Buddy System Launches Two Community Fridges In Miami-Dade County

By Carolina Soto and Alice Moreno

Julita Williams knows firsthand the battle some people in Richmond Heights face because of food insecurity.

As the owner of Williams Groceries, she encounters homeless people every day. She helps by giving them food and beverages when she can but the problem is too big for her to tackle alone.

Now, thanks to a non-profit organization that runs errands—like grocery shoppingfor people with health complications to reduce their risk of contracting the coronavirus, Williams is not alone.

Buddy System, a program founded by Wolfson Campus student Jessica Gutierrez and her friends Kristin Guerin and Eric Trope, has set up two community fridges in Miami-Dade County in the past month.

 The first one is located inside of Harba Food Store, 1003 N.W. 3rd Ave., in Overtown. It opened on Aug. 20. The second one was set up on Sept. 10 in front of Williams Groceries, located at 14660 Lincoln Blvd.

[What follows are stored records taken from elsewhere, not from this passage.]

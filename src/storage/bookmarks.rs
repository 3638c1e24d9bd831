//! Bookmarks

use std::sync::Arc;

use serde::{Deserialize, Serialize};

use super::{BOOKMARKS_KEY, KeyValueStore, Mirror, generate_id};
use crate::utils::now_millis;

/// A saved page
#[derive(Debug, Clone, PartialEq, Eq, Serialize, Deserialize)]
#[serde(rename_all = "camelCase")]
pub struct Bookmark {
    pub id: String,
    pub url: String,
    pub title: String,
    #[serde(default)]
    pub tags: Vec<String>,
    /// Milliseconds since the Unix epoch
    pub created_at: i64,
}

#[derive(Debug, Default, Serialize, Deserialize)]
struct BookmarkState {
    bookmarks: Vec<Bookmark>,
}

/// Bookmark collection mirrored to local storage
pub struct Bookmarks {
    state: BookmarkState,
    mirror: Mirror<BookmarkState>,
}

impl Bookmarks {
    /// Hydrate from the store
    pub fn load(store: Arc<dyn KeyValueStore>) -> Self {
        let mirror = Mirror::new(store, BOOKMARKS_KEY);
        let state = mirror.hydrate();
        Self { state, mirror }
    }

    /// Bookmarks in insertion order
    pub fn all(&self) -> &[Bookmark] {
        &self.state.bookmarks
    }

    pub fn len(&self) -> usize {
        self.state.bookmarks.len()
    }

    pub fn is_empty(&self) -> bool {
        self.state.bookmarks.is_empty()
    }

    pub fn add(&mut self, url: impl Into<String>, title: impl Into<String>, tags: Vec<String>) -> String {
        let bookmark = Bookmark {
            id: generate_id(),
            url: url.into(),
            title: title.into(),
            tags,
            created_at: now_millis(),
        };
        let id = bookmark.id.clone();
        self.state.bookmarks.push(bookmark);
        self.persist();
        id
    }

    pub fn remove(&mut self, id: &str) {
        let before = self.state.bookmarks.len();
        self.state.bookmarks.retain(|b| b.id != id);
        if self.state.bookmarks.len() != before {
            self.persist();
        }
    }

    pub fn update_tags(&mut self, id: &str, tags: Vec<String>) {
        if let Some(bookmark) = self.state.bookmarks.iter_mut().find(|b| b.id == id) {
            bookmark.tags = tags;
            self.persist();
        }
    }

    pub fn find_by_url(&self, url: &str) -> Option<&Bookmark> {
        self.state.bookmarks.iter().find(|b| b.url == url)
    }

    pub fn is_bookmarked(&self, url: &str) -> bool {
        self.find_by_url(url).is_some()
    }

    /// Bookmark `url` if it is not bookmarked yet, otherwise remove it.
    /// Returns whether the page is bookmarked afterwards.
    pub fn toggle(&mut self, url: &str, title: &str) -> bool {
        match self.find_by_url(url).map(|b| b.id.clone()) {
            Some(id) => {
                self.remove(&id);
                false
            }
            None => {
                self.add(url, title, Vec::new());
                true
            }
        }
    }

    /// Case-insensitive match on title, url or any tag, newest first
    pub fn search(&self, query: &str) -> Vec<&Bookmark> {
        let needle = query.to_lowercase();
        let mut found: Vec<&Bookmark> = self
            .state
            .bookmarks
            .iter()
            .filter(|b| {
                needle.is_empty()
                    || b.title.to_lowercase().contains(&needle)
                    || b.url.to_lowercase().contains(&needle)
                    || b.tags.iter().any(|t| t.to_lowercase().contains(&needle))
            })
            .collect();
        found.sort_by(|a, b| b.created_at.cmp(&a.created_at));
        found
    }

    fn persist(&self) {
        self.mirror.write(&self.state);
    }
}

“Now people no longer [have to starve] if they are hungry,” Williams said. “They can come by anytime and have the assurance that they have something to eat.” 

The purple-bluish colored fridge that sits outside of Williams Groceries was stocked with celery, tomatoes, onions, apples, plantains, eggs, spaghetti, potatoes, red peppers, onions, canned food and coconut water. 

Artist Vanessa Gomez spruced it up by painting multicolored handprints on the borders and placing positive sayings like “free food for the community by the community” and “take what you need, leave what you can.”

community fridge
ALICE MORENO/THE REPORTER

“The message really speaks for itself,” Gomez said. “This is more about mutual aid than anything. This isn’t charity work, this is about being in solidarity with one another especially during times like these.”

Gutierrez was inspired to start the project after she saw a community fridge in the Bronx. The fridge was set up by A New World In Our Hearts, an anarchist network that has established multiple community fridges across New York City.

“I thought it was an amazing initiative and knew I wanted to bring it to Miami,” Gutierrez said.

Familiar with South Florida’s food insecurity problem, Buddy System decided to start their own community fridge project. 

According to the U.S. Census Bureau, more than one in seven South Florida households are struggling with food insecurity.

Planning for Buddy System’s community fridges began in July. First, the group created a GoFundMe page and CashApp and PayPal accounts to pay for the fridges. After they bought the equipment, volunteers scouted for businesses willing to host the fridges and they donated food to fill them.

“If my family can afford to buy food, like why can’t somebody else benefit?” said Valerie Dieppa, who volunteers with Buddy System. “We buy eggs so much, so what’s buying another carton for someone who probably can’t buy a carton

for themselves?”

Buddy System hopes to have a fleet of 20 community fridges scattered across Miami by the end of the year. They would be located in neighborhoods like Homestead, Cutler Ridge, and Miami Gardens.

“I want this to bring unity and remind people that we’re not alone in this pandemic and that together we can go further,” Gutierrez said.